Stored data ::

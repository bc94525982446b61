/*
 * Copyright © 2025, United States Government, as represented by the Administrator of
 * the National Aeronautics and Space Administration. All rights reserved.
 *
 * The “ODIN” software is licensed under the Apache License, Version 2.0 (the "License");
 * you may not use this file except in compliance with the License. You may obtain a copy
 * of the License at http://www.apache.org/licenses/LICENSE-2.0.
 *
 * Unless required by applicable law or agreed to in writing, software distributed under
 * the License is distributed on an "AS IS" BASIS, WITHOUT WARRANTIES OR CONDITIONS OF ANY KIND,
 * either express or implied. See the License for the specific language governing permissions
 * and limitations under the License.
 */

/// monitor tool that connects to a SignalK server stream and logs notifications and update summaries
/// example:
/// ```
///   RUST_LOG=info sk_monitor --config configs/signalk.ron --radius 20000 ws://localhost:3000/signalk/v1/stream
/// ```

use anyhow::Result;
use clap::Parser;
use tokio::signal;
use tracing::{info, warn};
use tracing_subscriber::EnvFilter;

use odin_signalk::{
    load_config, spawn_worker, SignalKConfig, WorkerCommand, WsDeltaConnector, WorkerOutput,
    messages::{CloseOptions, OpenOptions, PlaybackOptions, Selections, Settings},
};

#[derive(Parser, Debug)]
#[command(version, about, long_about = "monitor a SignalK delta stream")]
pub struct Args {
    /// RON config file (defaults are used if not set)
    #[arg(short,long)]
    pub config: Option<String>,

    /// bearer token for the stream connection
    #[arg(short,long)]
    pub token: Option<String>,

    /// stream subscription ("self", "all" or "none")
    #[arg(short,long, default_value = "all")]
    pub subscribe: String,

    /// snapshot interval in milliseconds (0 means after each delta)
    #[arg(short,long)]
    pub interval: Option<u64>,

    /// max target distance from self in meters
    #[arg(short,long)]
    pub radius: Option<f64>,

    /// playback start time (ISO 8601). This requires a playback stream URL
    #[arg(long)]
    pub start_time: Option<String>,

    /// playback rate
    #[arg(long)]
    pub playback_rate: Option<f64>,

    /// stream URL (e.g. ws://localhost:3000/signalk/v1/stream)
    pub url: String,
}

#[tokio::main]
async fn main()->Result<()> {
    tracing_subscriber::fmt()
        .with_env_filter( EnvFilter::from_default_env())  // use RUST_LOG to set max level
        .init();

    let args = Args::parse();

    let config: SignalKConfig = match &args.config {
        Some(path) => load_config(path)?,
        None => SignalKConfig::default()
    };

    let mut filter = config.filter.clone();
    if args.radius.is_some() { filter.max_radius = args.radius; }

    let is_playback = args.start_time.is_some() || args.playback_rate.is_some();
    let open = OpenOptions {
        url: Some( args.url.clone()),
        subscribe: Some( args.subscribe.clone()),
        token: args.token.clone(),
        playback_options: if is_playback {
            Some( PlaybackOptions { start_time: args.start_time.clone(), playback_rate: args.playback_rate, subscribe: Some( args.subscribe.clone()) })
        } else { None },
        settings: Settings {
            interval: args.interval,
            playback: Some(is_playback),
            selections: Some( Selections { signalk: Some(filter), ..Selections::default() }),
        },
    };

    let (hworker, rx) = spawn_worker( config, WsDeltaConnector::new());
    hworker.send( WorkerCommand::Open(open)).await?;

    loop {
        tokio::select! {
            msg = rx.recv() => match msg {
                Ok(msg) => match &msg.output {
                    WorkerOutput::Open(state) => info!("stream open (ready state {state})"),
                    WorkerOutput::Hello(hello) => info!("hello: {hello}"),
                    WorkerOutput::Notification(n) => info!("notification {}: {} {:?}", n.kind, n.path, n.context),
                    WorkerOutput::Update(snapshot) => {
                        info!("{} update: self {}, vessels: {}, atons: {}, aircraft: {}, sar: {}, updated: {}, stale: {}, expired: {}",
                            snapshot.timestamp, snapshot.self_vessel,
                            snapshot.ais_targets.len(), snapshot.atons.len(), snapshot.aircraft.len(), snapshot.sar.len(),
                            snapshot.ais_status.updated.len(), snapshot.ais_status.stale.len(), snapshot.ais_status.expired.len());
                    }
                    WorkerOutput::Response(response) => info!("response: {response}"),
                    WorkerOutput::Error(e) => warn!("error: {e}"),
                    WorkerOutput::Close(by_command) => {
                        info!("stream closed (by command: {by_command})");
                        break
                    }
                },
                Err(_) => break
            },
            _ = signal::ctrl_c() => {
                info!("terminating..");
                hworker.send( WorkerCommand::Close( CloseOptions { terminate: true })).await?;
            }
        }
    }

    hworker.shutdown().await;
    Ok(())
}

==

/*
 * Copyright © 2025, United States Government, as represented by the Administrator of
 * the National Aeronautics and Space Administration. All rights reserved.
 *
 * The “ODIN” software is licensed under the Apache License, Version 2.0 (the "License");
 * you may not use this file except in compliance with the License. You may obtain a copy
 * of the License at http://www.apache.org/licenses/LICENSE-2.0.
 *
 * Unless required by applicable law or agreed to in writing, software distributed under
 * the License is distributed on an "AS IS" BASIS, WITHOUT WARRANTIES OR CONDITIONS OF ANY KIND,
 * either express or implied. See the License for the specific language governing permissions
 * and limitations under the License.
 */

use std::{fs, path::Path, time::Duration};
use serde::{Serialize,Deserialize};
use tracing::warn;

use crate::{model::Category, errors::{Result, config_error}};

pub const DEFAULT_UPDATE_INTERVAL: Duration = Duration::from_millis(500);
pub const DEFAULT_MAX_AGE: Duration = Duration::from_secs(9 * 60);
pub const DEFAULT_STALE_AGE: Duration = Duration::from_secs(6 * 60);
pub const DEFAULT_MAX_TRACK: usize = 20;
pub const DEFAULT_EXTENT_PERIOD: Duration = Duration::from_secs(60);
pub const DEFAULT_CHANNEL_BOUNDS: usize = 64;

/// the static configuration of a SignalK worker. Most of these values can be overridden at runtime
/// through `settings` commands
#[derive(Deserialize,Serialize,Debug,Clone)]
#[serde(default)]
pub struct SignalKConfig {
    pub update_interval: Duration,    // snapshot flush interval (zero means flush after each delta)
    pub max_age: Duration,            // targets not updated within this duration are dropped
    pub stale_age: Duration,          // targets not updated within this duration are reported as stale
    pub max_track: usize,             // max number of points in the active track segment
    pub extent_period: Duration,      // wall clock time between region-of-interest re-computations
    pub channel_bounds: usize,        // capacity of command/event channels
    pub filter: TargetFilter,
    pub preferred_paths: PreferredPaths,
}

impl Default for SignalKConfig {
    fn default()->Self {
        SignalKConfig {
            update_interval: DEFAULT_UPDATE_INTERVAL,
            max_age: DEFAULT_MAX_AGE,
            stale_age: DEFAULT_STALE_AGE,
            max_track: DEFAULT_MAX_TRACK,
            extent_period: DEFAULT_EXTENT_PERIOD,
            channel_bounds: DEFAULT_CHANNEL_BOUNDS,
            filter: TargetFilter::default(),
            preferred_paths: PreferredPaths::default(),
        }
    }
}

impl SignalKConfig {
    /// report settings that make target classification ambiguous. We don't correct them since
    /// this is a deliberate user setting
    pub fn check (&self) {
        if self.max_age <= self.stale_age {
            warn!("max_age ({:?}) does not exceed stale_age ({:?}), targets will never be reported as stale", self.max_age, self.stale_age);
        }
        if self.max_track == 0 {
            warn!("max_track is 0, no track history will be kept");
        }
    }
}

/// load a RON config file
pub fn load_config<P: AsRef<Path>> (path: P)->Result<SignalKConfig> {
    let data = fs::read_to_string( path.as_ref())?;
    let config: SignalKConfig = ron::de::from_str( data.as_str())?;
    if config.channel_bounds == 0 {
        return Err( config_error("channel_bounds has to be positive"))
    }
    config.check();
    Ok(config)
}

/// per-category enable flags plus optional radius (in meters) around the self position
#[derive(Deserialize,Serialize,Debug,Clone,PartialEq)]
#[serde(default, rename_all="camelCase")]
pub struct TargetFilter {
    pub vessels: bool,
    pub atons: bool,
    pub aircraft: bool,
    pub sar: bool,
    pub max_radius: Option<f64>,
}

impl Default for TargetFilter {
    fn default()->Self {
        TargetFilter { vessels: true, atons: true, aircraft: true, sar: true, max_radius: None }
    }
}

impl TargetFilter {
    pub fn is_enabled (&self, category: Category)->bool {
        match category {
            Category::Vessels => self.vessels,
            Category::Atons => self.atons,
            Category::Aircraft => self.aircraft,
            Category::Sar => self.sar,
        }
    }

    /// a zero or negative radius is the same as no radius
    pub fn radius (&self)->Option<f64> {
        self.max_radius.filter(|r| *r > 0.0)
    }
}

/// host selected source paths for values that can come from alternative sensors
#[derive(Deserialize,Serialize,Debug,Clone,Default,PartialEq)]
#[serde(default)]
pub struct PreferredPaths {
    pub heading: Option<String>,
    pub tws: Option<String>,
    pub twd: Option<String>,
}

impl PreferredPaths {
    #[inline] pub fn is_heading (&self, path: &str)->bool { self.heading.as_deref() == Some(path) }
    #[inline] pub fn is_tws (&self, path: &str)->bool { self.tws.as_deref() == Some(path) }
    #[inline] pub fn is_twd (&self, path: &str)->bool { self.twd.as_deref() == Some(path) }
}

Exercise prompt ::
Copy each line above where "PreferredPaths" appears.

Response to this exercise ::
    pub preferred_paths: PreferredPaths,
            preferred_paths: PreferredPaths::default(),
pub struct PreferredPaths {
impl PreferredPaths {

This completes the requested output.